FIG. 4 shows a block diagram of a serial link 1 in accordance with an embodiment of the present invention. The serial link 1 comprises a sender 11, a receiver 12, a transmission channel 13, and a back channel 14. The transmission channel 13 used in such a serial link application might be typically a single wire, a differential wire pair or an optical channel including laser driver and photo receiver. All of these channels show frequency dependent loss. If a bit stream is transmitted over a channel with frequency dependent loss, then the signal waveform at the receiver shows inter-symbol interference that can significantly close the eye opening. Tight time margins with increased bit error rates are a result of that.
 The sender 11 includes a pre-emphasis unit 112, which is a block that should have a frequency dependent gain curve representing the inverse of the loss of the transmission channel 13, canceling the adverse channel effects. The term pre-emphasis unit is used as another term for the term “equalizer unit” in the following. If a signal passes through both the transmission channel 13 and the pre-emphasis unit 112, the resulting signal shows no frequency dependent loss anymore, and the unwanted inter-symbol interference is reduced to zero in the ideal case. The pre-emphasis unit 112 can also be called predistortion filter.

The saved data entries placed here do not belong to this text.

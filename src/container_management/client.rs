use std::pin::Pin;
use std::sync::Arc;

use async_trait::async_trait;
use bollard::container::{Config, LogOutput};
use bollard::models::{
    BuildInfo, ContainerConfig, ContainerInspectResponse, ContainerSummary, CreateImageInfo,
    ImageInspect, ImageSummary, PushImageInfo,
};
use futures::stream::BoxStream;
use tokio::io::AsyncWrite;

use super::{ConnectionInfo, ImageSearchResult};
use crate::connection::Transport;
use crate::error::Result;

pub type LogChunks = BoxStream<'static, Result<LogOutput>>;
pub type ProgressStream = BoxStream<'static, Result<ProgressMessage>>;

/// The two directions of a hijacked attach connection.
pub struct AttachStreams {
    pub output: LogChunks,
    pub input: Pin<Box<dyn AsyncWrite + Send>>,
}

#[derive(Debug, Clone, Copy, PartialEq, Eq)]
pub struct LogOptions {
    pub follow: bool,
    pub timestamps: bool,
    /// Unix timestamp; `0` means from the beginning.
    pub since: i64,
}

#[derive(Debug, Clone, Default, PartialEq, Eq)]
pub struct CommitOptions {
    pub container: String,
    pub repo: String,
    pub tag: Option<String>,
    pub comment: Option<String>,
    pub author: Option<String>,
}

/// A progress line of a build, pull or push operation.
#[derive(Debug, Clone, Default, PartialEq, Eq)]
pub struct ProgressMessage {
    pub id: Option<String>,
    pub status: Option<String>,
    /// Build output; build messages carry their text here rather than in `status`.
    pub stream: Option<String>,
    pub progress: Option<String>,
    pub error: Option<String>,
    /// Image id announced by the daemon at the end of a build.
    pub image_id: Option<String>,
}

impl ProgressMessage {
    /// The human readable text of the message, whichever field carries it.
    pub fn text(&self) -> Option<&str> {
        self.stream.as_deref().or(self.status.as_deref())
    }
}

impl From<BuildInfo> for ProgressMessage {
    fn from(info: BuildInfo) -> Self {
        let error = info
            .error
            .or_else(|| info.error_detail.and_then(|detail| detail.message));
        Self {
            id: info.id,
            status: info.status,
            stream: info.stream,
            progress: info.progress,
            error,
            image_id: info.aux.and_then(|aux| aux.id),
        }
    }
}

impl From<CreateImageInfo> for ProgressMessage {
    fn from(info: CreateImageInfo) -> Self {
        Self {
            id: info.id,
            status: info.status,
            progress: info.progress,
            error: info.error,
            ..Default::default()
        }
    }
}

impl From<PushImageInfo> for ProgressMessage {
    fn from(info: PushImageInfo) -> Self {
        Self {
            status: info.status,
            progress: info.progress,
            error: info.error,
            ..Default::default()
        }
    }
}

/// Everything the connection layer needs from a Docker Engine API client.
///
/// Listing and inspection hand back the engine's own models; translation to
/// the cache types happens in the connection layer.
#[async_trait]
pub trait DockerApi: Send + Sync {
    async fn ping(&self) -> Result<()>;
    async fn info(&self) -> Result<ConnectionInfo>;

    async fn list_containers(&self) -> Result<Vec<ContainerSummary>>;
    async fn inspect_container(&self, id: &str) -> Result<ContainerInspectResponse>;
    async fn create_container(&self, config: Config<String>, name: Option<&str>) -> Result<String>;
    async fn start_container(&self, id: &str) -> Result<()>;
    async fn stop_container(&self, id: &str, timeout_secs: i64) -> Result<()>;
    async fn kill_container(&self, id: &str) -> Result<()>;
    async fn pause_container(&self, id: &str) -> Result<()>;
    async fn unpause_container(&self, id: &str) -> Result<()>;
    async fn remove_container(&self, id: &str) -> Result<()>;
    async fn commit_container(&self, options: CommitOptions, config: ContainerConfig) -> Result<String>;
    /// Blocks until the container exits and returns its exit code.
    async fn wait_container(&self, id: &str) -> Result<i64>;
    fn logs(&self, id: &str, options: LogOptions) -> LogChunks;
    async fn attach_container(&self, id: &str) -> Result<AttachStreams>;

    async fn list_images(&self) -> Result<Vec<ImageSummary>>;
    async fn inspect_image(&self, id: &str) -> Result<ImageInspect>;
    async fn search_images(&self, term: &str) -> Result<Vec<ImageSearchResult>>;
    fn pull_image(&self, image: &str) -> ProgressStream;
    fn push_image(&self, image: &str) -> ProgressStream;
    async fn tag_image(&self, image: &str, repo: &str, tag: &str) -> Result<()>;
    async fn remove_image(&self, image: &str, force: bool) -> Result<()>;
    /// `context` is a tar archive of the build directory.
    fn build_image(&self, context: Vec<u8>, name: Option<&str>) -> ProgressStream;
}

/// Opens client handles for a transport.
#[async_trait]
pub trait ClientFactory: Send + Sync {
    async fn connect(&self, transport: &Transport) -> Result<Arc<dyn DockerApi>>;
}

 The pre-emphasis unit 112 comprises an input for setting parameters P. The parameters can also be called coefficients or weights. By means of these parameters P, the frequency dependent gain curve of the pre-emphasis unit 112 is adjusted. In particular, the pre-emphasis unit 112 can be a programmable finite impulse response (FIR) filter having a characteristic such as Vout=c0*Vin1+c1*Vin2+ . . . , with c0, c1 as adjustable parameters of the pre-emphasis unit.
 In order to transmit a pulse via a transmission channel 13 showing a frequency dependent loss in particular at high frequencies, the pre-emphasis unit 13 has to be programmed by parameters such that the initial part of the pulse to be transmitted might be amplified in order to amplify in particular high frequencies characterized by edges of a pulse or vice versa damp the amplitude of low frequency components. By applying the right parameters to the pre-emphasis unit, the joint frequency response of the pre-emphasis unit and the transmission channel can nearly be provoked to show a constant loss over the frequencies of interest.
 The sender 11 further comprises a bit pattern sequence generator 11 for generating bit pattern sequences BSP. The fact that the generator is called bit pattern generator does not limit its mode of operation to generate binary digits: Dependent on the way of coding that is used, the bit pattern generator 111 might also provide multilevel patterns or whatever reference signal is needed. In particular, a so called PRBS7 bit pattern sequence is generated and applied during the initialization phase, which PRBS7 bit pattern sequence comprises a defined sequence of 127 bits with around the same number of “0” digits as the number of “1” digits, and which is transmitted repeatedly. The PRBS7 sequence is generated by means of a feedback shift register. Such feedback shift register is also used on the receiver's side for receiving the PRBS7 sequence. These registers are not shown in detail in FIG. 4. In general, every pseudo random bit sequence can be transmitted, as long as this sequence is known at the receiver.
 The sender 11 is embodied such that either the bit pattern sequence generator 111 might provide the pre-emphasis unit 112 with a bit pattern sequence BSP, or (implemented by an OR gate 113) with data. The pre-emphasis unit 112 provides the transmission channel with a bit pattern sequence BSPadjadjusted by the pre-emphasis unit 112.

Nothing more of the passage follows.